The odd soybean plant pictured above, with pods clustered on the topmost node, was pulled from a soybean field in Northcentral Iowa this fall during harvest. What’s going on here? This “topknot” podding pattern, with lower buds aborted during development, is characteristic of Tobacco Ringspot Virus (TRSV). TRSV is fairly common in North Carolina, but not in the Upper Midwest. This year, though, it has been spotted all over the upper Midwest as far north as North Dakota, with many observations coming from Iowa, Nebraska and southern Minnesota. The good news for our Iowa grower is that he only noted this one plant infected in his field.

Tobacco Ringspot Virus moves from the south to the Northern U.S. via wind or is carried in infected seed. It’s then vectored to soybeans either by arthropods—such as thrips, grasshoppers, or aphids—or via dagger nematodes. Observations in the Upper Midwest this year were that plants initially colonized by soybean aphids were also the plants that then showed TRSV symptoms. It causes a systemic infection, typically moving from infected leaves to the roots. It rarely moves from the roots to the leaves. This virus is sap transmissible and is at greater risk of moving from young leaves than from mature leaves. Hot, dry weather contributes to disease development.

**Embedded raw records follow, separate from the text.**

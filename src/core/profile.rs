//! Assistant profiles (financial or news analysis).
//!
//! Display text and suggested questions are loaded from `config/profiles.json`
//! (embedded at compile time, validated by build.rs).

use std::fmt;
use std::str::FromStr;
use std::sync::OnceLock;

use serde::{Deserialize, Serialize};

/// Which assistant the client talks to.
#[derive(Debug, Clone, Copy, Default, PartialEq, Eq, Serialize, Deserialize)]
#[serde(rename_all = "lowercase")]
pub enum Profile {
    #[default]
    Financial,
    News,
}

/// Display text for a profile.
#[derive(Debug, Clone, Deserialize)]
pub struct ProfileInfo {
    pub id: String,
    pub title: String,
    pub subtitle: String,
    pub welcome_heading: String,
    pub welcome_text: String,
    pub placeholder: String,
    pub loading_text: String,
    pub questions: Vec<String>,
}

fn load_profiles() -> Vec<ProfileInfo> {
    let json = include_str!("../../config/profiles.json");
    serde_json::from_str(json).expect("profiles.json must be valid")
}

static PROFILES: OnceLock<Vec<ProfileInfo>> = OnceLock::new();

fn profiles() -> &'static [ProfileInfo] {
    PROFILES.get_or_init(load_profiles)
}

impl Profile {
    pub const ALL: [Profile; 2] = [Profile::Financial, Profile::News];

    pub fn as_str(self) -> &'static str {
        match self {
            Profile::Financial => "financial",
            Profile::News => "news",
        }
    }

    /// Display text for this profile. build.rs guarantees both entries exist.
    pub fn info(self) -> &'static ProfileInfo {
        profiles()
            .iter()
            .find(|p| p.id == self.as_str())
            .expect("profiles.json has an entry for every profile")
    }
}

impl fmt::Display for Profile {
    fn fmt(&self, f: &mut fmt::Formatter<'_>) -> fmt::Result {
        f.write_str(self.as_str())
    }
}

impl FromStr for Profile {
    type Err = String;

    fn from_str(s: &str) -> Result<Self, Self::Err> {
        Profile::ALL
            .into_iter()
            .find(|p| p.as_str().eq_ignore_ascii_case(s.trim()))
            .ok_or_else(|| format!("unknown profile '{}' (expected financial or news)", s))
    }
}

Tobacco Ringspot Virus changes the reproductive mode on the plants that it infects, causing sterility and lowers seed yield. Other symptoms may include plant and root stunting, brown discoloration of inner stems, and distorted leaves with ringspots. Pod development is poor in infected plants. Pods may exhibit dark spot and drop early. Stay-green of infected plants is sometimes observed in mature fields.

Yet another soybean disease on the horizon seems daunting, but even though TRSV is fairly common in North Carolina, yield losses are generally insignificant.

The main control for TRSV is to use virus-free seed and avoid growing soybeans in fields with a history of the disease. Avoiding fields with dagger nematodes can also help prevent some transmission. It hasn’t been documented, to date, that reducing populations of soybean aphids is an effective control measure.